Paulo Câmara, candidato ao Governo de Pernambuco

“A perda de um líder político como o Eduardo é irreparável. Até por isso, eu já esperava que seus aliados usassem sua imagem. Não duvido que digam: ‘se o Eduardo estivesse vivo, ele votaria em mim’”, ponderou Ricardo Borges Gama Neto, professor de ciência política da Universidade Federal de Pernambuco.

O que pesa a favor de Câmara também é a articulação feita pelo ex-governador que garantiu uma coligação com 21 partidos ao lado de seu correligionário em Pernambuco e, consequentemente, quase 11 dos 25 minutos diários da propaganda eleitoral de rádio e televisão.

Cenário Nacional

Nacionalmente, até para demonstrar o compromisso com o partido que a acolheu após ter a inscrição de sua legenda vetada pela Justiça eleitoral, Marina Silva, a provável substituta de Campos na disputa, deverá se colar à imagem dele também. Não só ela. O oposicionista Aécio Neves (PSDB) e a presidenta Dilma Rousseff (PT) também o citarão em seus programas eleitorais. “Até quem não é do partido do Eduardo vai citá-lo para fazer uma homenagem. Será algo respeitoso porque não se fala mal de defunto”, avaliou o professor Gama Neto.

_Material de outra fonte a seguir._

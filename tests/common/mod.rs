//! In-memory GDSII stream builder shared by the integration tests

#![allow(dead_code)]

use gdsii_reader::gds::codec::f64_to_sem;
use gdsii_reader::gds::record_type::*;

pub const NO_DATA: u8 = 0x00;
pub const INT16: u8 = 0x02;
pub const INT32: u8 = 0x03;
pub const REAL4: u8 = 0x04;
pub const SEM8: u8 = 0x05;
pub const ASCII: u8 = 0x06;

pub const DATES: [i16; 12] = [2024, 3, 14, 9, 26, 53, 2024, 3, 15, 10, 0, 1];

#[derive(Default)]
pub struct GdsBuilder {
    bytes: Vec<u8>,
}

impl GdsBuilder {
    pub fn new() -> Self {
        Self::default()
    }

    pub fn record(mut self, record_type: u8, token: u8, payload: &[u8]) -> Self {
        let total = (payload.len() + 4) as u16;
        self.bytes.extend_from_slice(&total.to_be_bytes());
        self.bytes.push(record_type);
        self.bytes.push(token);
        self.bytes.extend_from_slice(payload);
        self
    }

    pub fn no_data(self, record_type: u8) -> Self {
        self.record(record_type, NO_DATA, &[])
    }

    pub fn i16s(self, record_type: u8, values: &[i16]) -> Self {
        let payload: Vec<u8> = values.iter().flat_map(|v| v.to_be_bytes()).collect();
        self.record(record_type, INT16, &payload)
    }

    pub fn i32s(self, record_type: u8, values: &[i32]) -> Self {
        let payload: Vec<u8> = values.iter().flat_map(|v| v.to_be_bytes()).collect();
        self.record(record_type, INT32, &payload)
    }

    pub fn sems(self, record_type: u8, values: &[f64]) -> Self {
        let payload: Vec<u8> = values
            .iter()
            .flat_map(|&v| f64_to_sem(v).unwrap().to_be_bytes())
            .collect();
        self.record(record_type, SEM8, &payload)
    }

    /// Strings are NUL-padded to an even length as writers do.
    pub fn ascii(self, record_type: u8, text: &str) -> Self {
        let mut payload = text.as_bytes().to_vec();
        if payload.len() % 2 == 1 {
            payload.push(0);
        }
        self.record(record_type, ASCII, &payload)
    }

    pub fn points(self, points: &[(i32, i32)]) -> Self {
        let values: Vec<i32> = points.iter().flat_map(|&(x, y)| [x, y]).collect();
        self.i32s(XY, &values)
    }

    pub fn header(self) -> Self {
        self.i16s(HEADER, &[600])
    }

    pub fn begin_library(self) -> Self {
        self.i16s(BGNLIB, &DATES)
    }

    pub fn library_name(self, name: &str) -> Self {
        self.ascii(LIBNAME, name)
    }

    pub fn units(self, user_to_db: f64, db_to_metric: f64) -> Self {
        self.sems(UNITS, &[user_to_db, db_to_metric])
    }

    /// HEADER, BGNLIB, LIBNAME and UNITS(0.001, 1e-9).
    pub fn library(self, name: &str) -> Self {
        self.header()
            .begin_library()
            .library_name(name)
            .units(0.001, 1e-9)
    }

    pub fn begin_structure(self, name: &str) -> Self {
        self.i16s(BGNSTR, &DATES).ascii(STRNAME, name)
    }

    pub fn end_structure(self) -> Self {
        self.no_data(ENDSTR)
    }

    pub fn end_library(self) -> Self {
        self.no_data(ENDLIB)
    }

    pub fn boundary(self, layer: i16, points: &[(i32, i32)]) -> Self {
        self.no_data(BOUNDARY)
            .i16s(LAYER, &[layer])
            .i16s(DATATYPE, &[0])
            .points(points)
            .no_data(ENDEL)
    }

    pub fn path(self, layer: i16, width: i32, points: &[(i32, i32)]) -> Self {
        self.no_data(PATH)
            .i16s(LAYER, &[layer])
            .i16s(DATATYPE, &[0])
            .i32s(WIDTH, &[width])
            .points(points)
            .no_data(ENDEL)
    }

    pub fn text(self, layer: i16, text_type: i16, at: (i32, i32), text: &str) -> Self {
        self.no_data(TEXT)
            .i16s(LAYER, &[layer])
            .i16s(TEXTTYPE, &[text_type])
            .points(&[at])
            .ascii(STRING, text)
            .no_data(ENDEL)
    }

    pub fn sref(self, name: &str, at: (i32, i32)) -> Self {
        self.no_data(SREF)
            .ascii(0x12, name)
            .points(&[at])
            .no_data(ENDEL)
    }

    pub fn build(self) -> Vec<u8> {
        self.bytes
    }
}

pub const SQUARE_CCW: [(i32, i32); 5] = [(0, 0), (10, 0), (10, 10), (0, 10), (0, 0)];
pub const SQUARE_CW: [(i32, i32); 5] = [(0, 0), (0, 10), (10, 10), (10, 0), (0, 0)];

O que pesará contra Marina, ou quem suceder o socialista na disputa, será o tempo de rádio e TV. Enquanto em Pernambuco sua coligação tem quase metade do período destinado à propaganda, na esfera federal esse tempo é de 2 minutos e três segundos. Pode ser pouco para quem quer imortalizar um líder político.

O recado dado pelo presidente do PSB em Pernambuco, Sileno Guedes, resume bem qual será a postura dos socialistas até o dia 5 de outubro: “O Eduardo morreu fazendo política, fazendo o que ele mais gostava. Você pode ter certeza que ele vai estar vivo, vai estar presente na campanha do PSB de Pernambuco e no PSB do Brasil. A gente não vai tirá-lo das nossas campanhas. Nem nessa nem nas que virão”.